Sim, o calvário continua. No entanto, pode ser encarado sob a ótica otimista ou a sentença fatalista.

Os dois tempos do jogo contra o Flamengo sintetizaram de forma simétrica o que o Palmeiras pode oferecer ao torcedor neste Campeonato Brasileiro. O primeiro tempo evidenciou uma equipe nervosa, com as já reconhecidas limitações técnicas e individuais dos atletas pesando uma tonelada a cada passe ou jogada errada e que viraram um fardo insustentável após os gols do Rubro-Negro da Gávea.

Na segunda etapa o time continuou nervoso, mas conseguiu transformar este comportamento em prol das necessidades do momento. Obviamente que o gol de Diogo ajudou, mas é inquestionável que as entradas de Valdivia – principalmente – e Allione foram fundamentais na retomada pela busca do placar.
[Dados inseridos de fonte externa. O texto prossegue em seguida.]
//! OpenAI Realtime API WebSocket message types.
//!
//! All events are JSON objects tagged by `type` and sent over a single
//! WebSocket. Only the subset the call bridge speaks is modelled; every other
//! server event deserializes to [`ServerEvent::Other`].
//!
//! # Protocol Overview
//!
//! Client events (sent to server):
//! - session.update - Update session configuration
//! - input_audio_buffer.append - Append caller audio
//! - input_audio_buffer.commit - Commit buffered caller audio
//! - conversation.item.create - Add a user message or a tool result
//! - response.create - Request the next model turn
//!
//! Server events (received from server):
//! - session.created / session.updated
//! - input_audio_buffer.speech_started / speech_stopped / committed
//! - response.output_item.added - Carries the tool name for function calls
//! - response.output_audio.delta - Assistant audio chunk
//! - response.function_call_arguments.delta / done
//! - response.done
//! - error

use base64::prelude::*;
use serde::{Deserialize, Serialize};

use super::config::AUDIO_FORMAT_PCMU;

// =============================================================================
// Session Configuration
// =============================================================================

/// Session configuration sent with `session.update`.
#[derive(Debug, Clone, Serialize, Deserialize)]
pub struct SessionConfig {
    /// Session type, always "realtime"
    #[serde(rename = "type")]
    pub session_type: String,

    #[serde(skip_serializing_if = "Option::is_none")]
    pub model: Option<String>,

    /// Output modalities (audio only for telephony)
    #[serde(skip_serializing_if = "Option::is_none")]
    pub output_modalities: Option<Vec<String>>,

    #[serde(skip_serializing_if = "Option::is_none")]
    pub audio: Option<AudioConfig>,

    /// Behavior script
    #[serde(skip_serializing_if = "Option::is_none")]
    pub instructions: Option<String>,

    #[serde(skip_serializing_if = "Option::is_none")]
    pub tools: Option<Vec<ToolDef>>,

    #[serde(skip_serializing_if = "Option::is_none")]
    pub tool_choice: Option<String>,

    /// Caller identity attached once the media stream starts
    #[serde(skip_serializing_if = "Option::is_none")]
    pub metadata: Option<serde_json::Value>,
}

impl SessionConfig {
    /// An empty realtime session update.
    pub fn realtime() -> Self {
        Self {
            session_type: "realtime".to_string(),
            model: None,
            output_modalities: None,
            audio: None,
            instructions: None,
            tools: None,
            tool_choice: None,
            metadata: None,
        }
    }
}

/// Input and output audio settings.
#[derive(Debug, Clone, Serialize, Deserialize)]
pub struct AudioConfig {
    #[serde(skip_serializing_if = "Option::is_none")]
    pub input: Option<AudioInputConfig>,
    #[serde(skip_serializing_if = "Option::is_none")]
    pub output: Option<AudioOutputConfig>,
}

#[derive(Debug, Clone, Serialize, Deserialize)]
pub struct AudioInputConfig {
    pub format: AudioFormat,
    #[serde(skip_serializing_if = "Option::is_none")]
    pub turn_detection: Option<TurnDetection>,
}

#[derive(Debug, Clone, Serialize, Deserialize)]
pub struct AudioOutputConfig {
    pub format: AudioFormat,
    #[serde(skip_serializing_if = "Option::is_none")]
    pub voice: Option<String>,
}

/// Audio encoding descriptor, e.g. `{"type": "audio/pcmu"}`.
#[derive(Debug, Clone, PartialEq, Eq, Serialize, Deserialize)]
pub struct AudioFormat {
    #[serde(rename = "type")]
    pub format_type: String,
}

impl AudioFormat {
    pub fn pcmu() -> Self {
        Self {
            format_type: AUDIO_FORMAT_PCMU.to_string(),
        }
    }
}

/// Turn detection configuration.
#[derive(Debug, Clone, Serialize, Deserialize)]
#[serde(tag = "type")]
pub enum TurnDetection {
    /// Server-side VAD
    #[serde(rename = "server_vad")]
    ServerVad {
        /// Activation threshold
        #[serde(skip_serializing_if = "Option::is_none")]
        threshold: Option<f32>,
        /// Audio prefix padding in ms
        #[serde(skip_serializing_if = "Option::is_none")]
        prefix_padding_ms: Option<u32>,
        /// Silence duration in ms
        #[serde(skip_serializing_if = "Option::is_none")]
        silence_duration_ms: Option<u32>,
    },
}

/// Tool definition.
#[derive(Debug, Clone, Serialize, Deserialize)]
pub struct ToolDef {
    /// Tool type (always "function")
    #[serde(rename = "type")]
    pub tool_type: String,
    /// Function name
    pub name: String,
    /// Function description
    #[serde(skip_serializing_if = "Option::is_none")]
    pub description: Option<String>,
    /// Function parameters JSON schema
    #[serde(skip_serializing_if = "Option::is_none")]
    pub parameters: Option<serde_json::Value>,
}

// =============================================================================
// Conversation Items
// =============================================================================

/// Conversation item.
#[derive(Debug, Clone, Serialize, Deserialize)]
pub struct ConversationItem {
    /// Item type (message, function_call_output)
    #[serde(rename = "type")]
    pub item_type: String,
    /// Item role (user, assistant, system)
    #[serde(skip_serializing_if = "Option::is_none")]
    pub role: Option<String>,
    /// Content parts
    #[serde(skip_serializing_if = "Option::is_none")]
    pub content: Option<Vec<ContentPart>>,
    /// Call ID for a function call output
    #[serde(skip_serializing_if = "Option::is_none")]
    pub call_id: Option<String>,
    /// Serialized function result
    #[serde(skip_serializing_if = "Option::is_none")]
    pub output: Option<String>,
}

impl ConversationItem {
    /// A user message with a single text part.
    pub fn user_text(text: impl Into<String>) -> Self {
        Self {
            item_type: "message".to_string(),
            role: Some("user".to_string()),
            content: Some(vec![ContentPart {
                content_type: "input_text".to_string(),
                text: Some(text.into()),
            }]),
            call_id: None,
            output: None,
        }
    }

    /// A tool result correlated to the model's call identifier.
    pub fn function_call_output(call_id: impl Into<String>, output: impl Into<String>) -> Self {
        Self {
            item_type: "function_call_output".to_string(),
            role: None,
            content: None,
            call_id: Some(call_id.into()),
            output: Some(output.into()),
        }
    }
}

/// Content part within a conversation item.
#[derive(Debug, Clone, Serialize, Deserialize)]
pub struct ContentPart {
    /// Content type (input_text)
    #[serde(rename = "type")]
    pub content_type: String,
    /// Text content
    #[serde(skip_serializing_if = "Option::is_none")]
    pub text: Option<String>,
}

// =============================================================================
// Client Events (sent to server)
// =============================================================================

/// Client events sent to the OpenAI Realtime API.
#[derive(Debug, Clone, Serialize)]
#[serde(tag = "type")]
pub enum ClientEvent {
    /// Update session configuration
    #[serde(rename = "session.update")]
    SessionUpdate {
        /// Session configuration
        session: SessionConfig,
    },

    /// Append audio to input buffer
    #[serde(rename = "input_audio_buffer.append")]
    InputAudioBufferAppend {
        /// Base64-encoded audio data
        audio: String,
    },

    /// Commit the input audio buffer
    #[serde(rename = "input_audio_buffer.commit")]
    InputAudioBufferCommit,

    /// Create a conversation item
    #[serde(rename = "conversation.item.create")]
    ConversationItemCreate {
        /// Item to create
        item: ConversationItem,
    },

    /// Request a response
    #[serde(rename = "response.create")]
    ResponseCreate,
}

impl ClientEvent {
    /// Create an audio append event from raw bytes.
    pub fn audio_append(data: &[u8]) -> Self {
        ClientEvent::InputAudioBufferAppend {
            audio: BASE64_STANDARD.encode(data),
        }
    }

    /// Wire name of this event.
    pub fn event_type(&self) -> &'static str {
        match self {
            Self::SessionUpdate { .. } => "session.update",
            Self::InputAudioBufferAppend { .. } => "input_audio_buffer.append",
            Self::InputAudioBufferCommit => "input_audio_buffer.commit",
            Self::ConversationItemCreate { .. } => "conversation.item.create",
            Self::ResponseCreate => "response.create",
        }
    }
}

// =============================================================================
// Server Events (received from server)
// =============================================================================

/// Server events received from the OpenAI Realtime API.
#[derive(Debug, Clone, Deserialize)]
#[serde(tag = "type")]
pub enum ServerEvent {
    /// Error occurred
    #[serde(rename = "error")]
    Error {
        /// Error details
        error: ApiError,
    },

    /// Session created
    #[serde(rename = "session.created")]
    SessionCreated {
        #[serde(default)]
        session: SessionInfo,
    },

    /// Session configuration updated
    #[serde(rename = "session.updated")]
    SessionUpdated {
        #[serde(default)]
        session: SessionInfo,
    },

    /// Caller speech detected
    #[serde(rename = "input_audio_buffer.speech_started")]
    SpeechStarted {
        #[serde(default)]
        audio_start_ms: u64,
        #[serde(default)]
        item_id: Option<String>,
    },

    /// Caller speech ended
    #[serde(rename = "input_audio_buffer.speech_stopped")]
    SpeechStopped {
        #[serde(default)]
        audio_end_ms: u64,
        #[serde(default)]
        item_id: Option<String>,
    },

    /// Input audio buffer committed
    #[serde(rename = "input_audio_buffer.committed")]
    InputAudioBufferCommitted {
        #[serde(default)]
        item_id: Option<String>,
    },

    /// Output item added to a response
    #[serde(rename = "response.output_item.added")]
    OutputItemAdded {
        #[serde(default)]
        response_id: Option<String>,
        item: OutputItem,
    },

    /// Assistant audio chunk
    #[serde(
        rename = "response.output_audio.delta",
        alias = "response.audio.delta"
    )]
    OutputAudioDelta {
        #[serde(default)]
        response_id: Option<String>,
        /// Assistant item being spoken
        item_id: String,
        /// Base64-encoded audio
        delta: String,
    },

    /// Function call arguments fragment
    #[serde(rename = "response.function_call_arguments.delta")]
    FunctionCallArgumentsDelta {
        #[serde(default)]
        item_id: Option<String>,
        call_id: String,
        delta: String,
    },

    /// Function call arguments complete
    #[serde(rename = "response.function_call_arguments.done")]
    FunctionCallArgumentsDone {
        #[serde(default)]
        item_id: Option<String>,
        call_id: String,
        /// Tool name, when the server includes it
        #[serde(default)]
        name: Option<String>,
        /// Full arguments as echoed by the server. Dispatch reads the streamed
        /// fragments instead.
        #[serde(default)]
        arguments: Option<String>,
    },

    /// Response complete
    #[serde(rename = "response.done")]
    ResponseDone {
        #[serde(default)]
        response: ResponseInfo,
    },

    /// Rate limits updated
    #[serde(rename = "rate_limits.updated")]
    RateLimitsUpdated,

    /// Any event the bridge does not act on
    #[serde(other)]
    Other,
}

impl ServerEvent {
    /// Decode base64 audio from an audio delta.
    pub fn decode_audio_delta(delta: &str) -> Result<Vec<u8>, base64::DecodeError> {
        BASE64_STANDARD.decode(delta)
    }

    /// Wire name of this event, `"other"` for unmodelled events.
    pub fn event_type(&self) -> &'static str {
        match self {
            Self::Error { .. } => "error",
            Self::SessionCreated { .. } => "session.created",
            Self::SessionUpdated { .. } => "session.updated",
            Self::SpeechStarted { .. } => "input_audio_buffer.speech_started",
            Self::SpeechStopped { .. } => "input_audio_buffer.speech_stopped",
            Self::InputAudioBufferCommitted { .. } => "input_audio_buffer.committed",
            Self::OutputItemAdded { .. } => "response.output_item.added",
            Self::OutputAudioDelta { .. } => "response.output_audio.delta",
            Self::FunctionCallArgumentsDelta { .. } => "response.function_call_arguments.delta",
            Self::FunctionCallArgumentsDone { .. } => "response.function_call_arguments.done",
            Self::ResponseDone { .. } => "response.done",
            Self::RateLimitsUpdated => "rate_limits.updated",
            Self::Other => "other",
        }
    }

    /// Events worth logging at info level.
    pub fn is_notable(&self) -> bool {
        !matches!(
            self,
            Self::OutputAudioDelta { .. }
                | Self::FunctionCallArgumentsDelta { .. }
                | Self::OutputItemAdded { .. }
                | Self::Other
        )
    }
}

// =============================================================================
// Supporting Types
// =============================================================================

/// API error information.
#[derive(Debug, Clone, Deserialize, Serialize)]
pub struct ApiError {
    /// Error type
    #[serde(rename = "type", default)]
    pub error_type: String,
    /// Error code
    #[serde(default, skip_serializing_if = "Option::is_none")]
    pub code: Option<String>,
    /// Error message
    #[serde(default)]
    pub message: String,
    /// Parameter that caused the error
    #[serde(default, skip_serializing_if = "Option::is_none")]
    pub param: Option<String>,
    /// Event ID that caused the error
    #[serde(default, skip_serializing_if = "Option::is_none")]
    pub event_id: Option<String>,
}

/// Session information echoed by the server.
#[derive(Debug, Clone, Default, Deserialize)]
pub struct SessionInfo {
    #[serde(default)]
    pub id: Option<String>,
    #[serde(default)]
    pub model: Option<String>,
}

/// Output item descriptor.
#[derive(Debug, Clone, Deserialize)]
pub struct OutputItem {
    #[serde(rename = "type")]
    pub item_type: String,
    #[serde(default)]
    pub id: Option<String>,
    /// Call ID for function calls
    #[serde(default)]
    pub call_id: Option<String>,
    /// Function name for function calls
    #[serde(default)]
    pub name: Option<String>,
}

/// Response information.
#[derive(Debug, Clone, Default, Deserialize)]
pub struct ResponseInfo {
    #[serde(default)]
    pub id: Option<String>,
    #[serde(default)]
    pub status: Option<String>,
}

// =============================================================================
// Tests
// =============================================================================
O Palmeiras seguiu com as limitações mais do que óbvias, só que apresentou aquilo que pode ser a solução para sair da incômoda situação em que se encontra.
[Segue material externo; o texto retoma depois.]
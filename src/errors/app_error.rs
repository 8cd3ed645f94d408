use axum::{
    Json,
    http::StatusCode,
    response::{IntoResponse, Response},
};
use serde_json::json;
use thiserror::Error;

use crate::core::records::RecordStoreError;

/// Errors returned by HTTP handlers
#[derive(Debug, Error)]
pub enum AppError {
    #[error("{0}")]
    BadRequest(String),

    #[error("{0}")]
    NotFound(String),

    #[error("{0}")]
    ServiceUnavailable(String),

    #[error("Internal error: {0}")]
    Internal(String),

    #[error("Record store error: {0}")]
    Records(#[from] RecordStoreError),
}

pub type AppResult<T> = Result<T, AppError>;

impl AppError {
    pub fn status_code(&self) -> StatusCode {
        match self {
            AppError::BadRequest(_) => StatusCode::BAD_REQUEST,
            AppError::NotFound(_) => StatusCode::NOT_FOUND,
            AppError::ServiceUnavailable(_) => StatusCode::SERVICE_UNAVAILABLE,
            AppError::Internal(_) => StatusCode::INTERNAL_SERVER_ERROR,
            AppError::Records(RecordStoreError::Invalid(_)) => StatusCode::BAD_REQUEST,
            AppError::Records(RecordStoreError::Unavailable(_)) => StatusCode::SERVICE_UNAVAILABLE,
        }
    }
}

impl IntoResponse for AppError {
    fn into_response(self) -> Response {
        let status = self.status_code();
        if status.is_server_error() {
            tracing::error!("Request failed: {}", self);
        }
        (status, Json(json!({"error": self.to_string()}))).into_response()
    }
}

#[cfg(test)]
mod tests {
    use super::*;

    #[test]
    fn test_status_codes() {
        assert_eq!(
            AppError::BadRequest("bad".into()).status_code(),
            StatusCode::BAD_REQUEST
        );
        assert_eq!(
            AppError::NotFound("gone".into()).status_code(),
            StatusCode::NOT_FOUND
        );
        assert_eq!(
            AppError::from(RecordStoreError::Unavailable("db down".into())).status_code(),
            StatusCode::SERVICE_UNAVAILABLE
        );
    }

    #[test]
    fn test_into_response() {
        let response = AppError::NotFound("No transfer for CA1".into()).into_response();
        assert_eq!(response.status(), StatusCode::NOT_FOUND);
    }
}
Mas como não poderia deixar de ser diferente, quando se trata de Palmeiras, a maior aposta para a redenção pode ser igualmente o caminho para o báratro Alviverde. A qualidade de Valdivia é inquestionável e no atual elenco palmeirense ele se torna ainda mais imprescindível. Fica cada vez mais claro que Dorival Júnior e os torcedores não devem esperar que ele assuma a responsabilidade de ser o principal e mais importante atleta palmeirense neste momento extremamente delicado. O chileno é uma bomba relógio que explode a todo momento. Se enquadra na lógica do absurdo. A melhor solução é aquela que não pode e nem deve ser levada em conta.
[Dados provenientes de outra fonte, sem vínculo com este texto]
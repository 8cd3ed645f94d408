//! Base types for the realtime model connection.
//!
//! The conversational model is an opaque remote service reached over a
//! message-based streaming connection. This module holds the error type and
//! the connection configuration shared by the provider implementation and the
//! bridge.

use std::fmt;

use serde::{Deserialize, Serialize};
use thiserror::Error;

use super::openai::{
    DEFAULT_REALTIME_MODEL, DEFAULT_REALTIME_VOICE, DEFAULT_TEMPERATURE, OPENAI_REALTIME_URL,
};

// =============================================================================
// Error Types
// =============================================================================

/// Errors that can occur on the model connection.
#[derive(Debug, Error)]
pub enum RealtimeError {
    /// Connection to the provider failed
    #[error("Connection failed: {0}")]
    ConnectionFailed(String),

    /// Authentication failed
    #[error("Authentication failed: {0}")]
    AuthenticationFailed(String),

    /// Invalid configuration
    #[error("Invalid configuration: {0}")]
    InvalidConfiguration(String),

    /// WebSocket error
    #[error("WebSocket error: {0}")]
    WebSocketError(String),

    /// Serialization error
    #[error("Serialization error: {0}")]
    SerializationError(#[from] serde_json::Error),

    /// The connection is closed or was never opened
    #[error("Not connected")]
    NotConnected,
}

/// Result type for realtime operations.
pub type RealtimeResult<T> = Result<T, RealtimeError>;

// =============================================================================
// Configuration
// =============================================================================

/// Configuration for the realtime model connection.
#[derive(Clone, Serialize, Deserialize)]
pub struct RealtimeConfig {
    /// API key for authentication
    pub api_key: String,

    /// WebSocket endpoint, without query parameters
    #[serde(default = "default_url")]
    pub url: String,

    /// Model name (e.g., "gpt-realtime")
    #[serde(default = "default_model")]
    pub model: String,

    /// Output voice
    #[serde(default = "default_voice")]
    pub voice: String,

    /// Sampling temperature
    #[serde(default = "default_temperature")]
    pub temperature: f32,

    /// Behavior script sent verbatim as session instructions
    #[serde(default)]
    pub instructions: String,

    /// Synthetic first user message that starts the conversation
    #[serde(default)]
    pub greeting_prompt: Option<String>,
}

fn default_url() -> String {
    OPENAI_REALTIME_URL.to_string()
}

fn default_model() -> String {
    DEFAULT_REALTIME_MODEL.to_string()
}

fn default_voice() -> String {
    DEFAULT_REALTIME_VOICE.to_string()
}

fn default_temperature() -> f32 {
    DEFAULT_TEMPERATURE
}

impl Default for RealtimeConfig {
    fn default() -> Self {
        Self {
            api_key: String::new(),
            url: default_url(),
            model: default_model(),
            voice: default_voice(),
            temperature: default_temperature(),
            instructions: String::new(),
            greeting_prompt: None,
        }
    }
}

impl RealtimeConfig {
    /// Check the settings needed to open a connection.
    pub fn validate(&self) -> RealtimeResult<()> {
        if self.api_key.is_empty() {
            return Err(RealtimeError::AuthenticationFailed(
                "API key is required".to_string(),
            ));
        }
        if self.model.is_empty() {
            return Err(RealtimeError::InvalidConfiguration(
                "model must not be empty".to_string(),
            ));
        }
        if !(0.0..=2.0).contains(&self.temperature) {
            return Err(RealtimeError::InvalidConfiguration(format!(
                "temperature {} is outside 0.0..=2.0",
                self.temperature
            )));
        }
        Ok(())
    }
}

impl fmt::Debug for RealtimeConfig {
    fn fmt(&self, f: &mut fmt::Formatter<'_>) -> fmt::Result {
        f.debug_struct("RealtimeConfig")
            .field("api_key", &"[REDACTED]")
            .field("url", &self.url)
            .field("model", &self.model)
            .field("voice", &self.voice)
            .field("temperature", &self.temperature)
            .field("instructions_len", &self.instructions.len())
            .field("greeting_prompt", &self.greeting_prompt)
            .finish()
    }
}

#[cfg(test)]
mod tests {
    use super::*;

    #[test]
    fn test_default_config() {
        let config = RealtimeConfig::default();
        assert!(config.api_key.is_empty());
        assert_eq!(config.model, "gpt-realtime");
        assert_eq!(config.voice, "marin");
        assert_eq!(config.temperature, 0.8);
        assert!(config.greeting_prompt.is_none());
    }

    #[test]
    fn test_validate_requires_api_key() {
        let config = RealtimeConfig::default();
        assert!(matches!(
            config.validate(),
            Err(RealtimeError::AuthenticationFailed(_))
        ));
    }

    #[test]
    fn test_validate_temperature_range() {
        let config = RealtimeConfig {
            api_key: "sk-test".to_string(),
            temperature: 2.5,
            ..Default::default()
        };
        assert!(matches!(
            config.validate(),
            Err(RealtimeError::InvalidConfiguration(_))
        ));
    }

    #[test]
    fn test_debug_redacts_api_key() {
        let config = RealtimeConfig {
            api_key: "sk-secret".to_string(),
            ..Default::default()
        };
        let debug = format!("{config:?}");
        assert!(!debug.contains("sk-secret"));
        assert!(debug.contains("[REDACTED]"));
    }

    #[test]
    fn test_error_display() {
        let err = RealtimeError::ConnectionFailed("test".to_string());
        assert!(err.to_string().contains("Connection failed"));
        assert_eq!(RealtimeError::NotConnected.to_string(), "Not connected");
    }
}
O empate passa longe de ser um bom resultado, mas evidencia que o caminho para deixar a zona do rebaixamento existe. Algumas considerações precisam ser revistas urgentemente, como seguir com Juninho no meio-campo, mas no cômputo geral, o Palmeiras tem chances reais de recuperação. E está apresentando bons e jovens valores, como Renato, Nathan e Victor Luis, que não devem e nem merecem ser vistos como a salvação da tragédia grega palmeirense.

Será muito difícil, mas se Dorival Júnior seguir a lógica do que está sendo apresentado em campo e tiver o retorno de alguns titulares contundidos, ao menos o Palmeiras poderá terminar o Brasileirão com o mínimo de dignidade que a história do clube e a torcida merecem.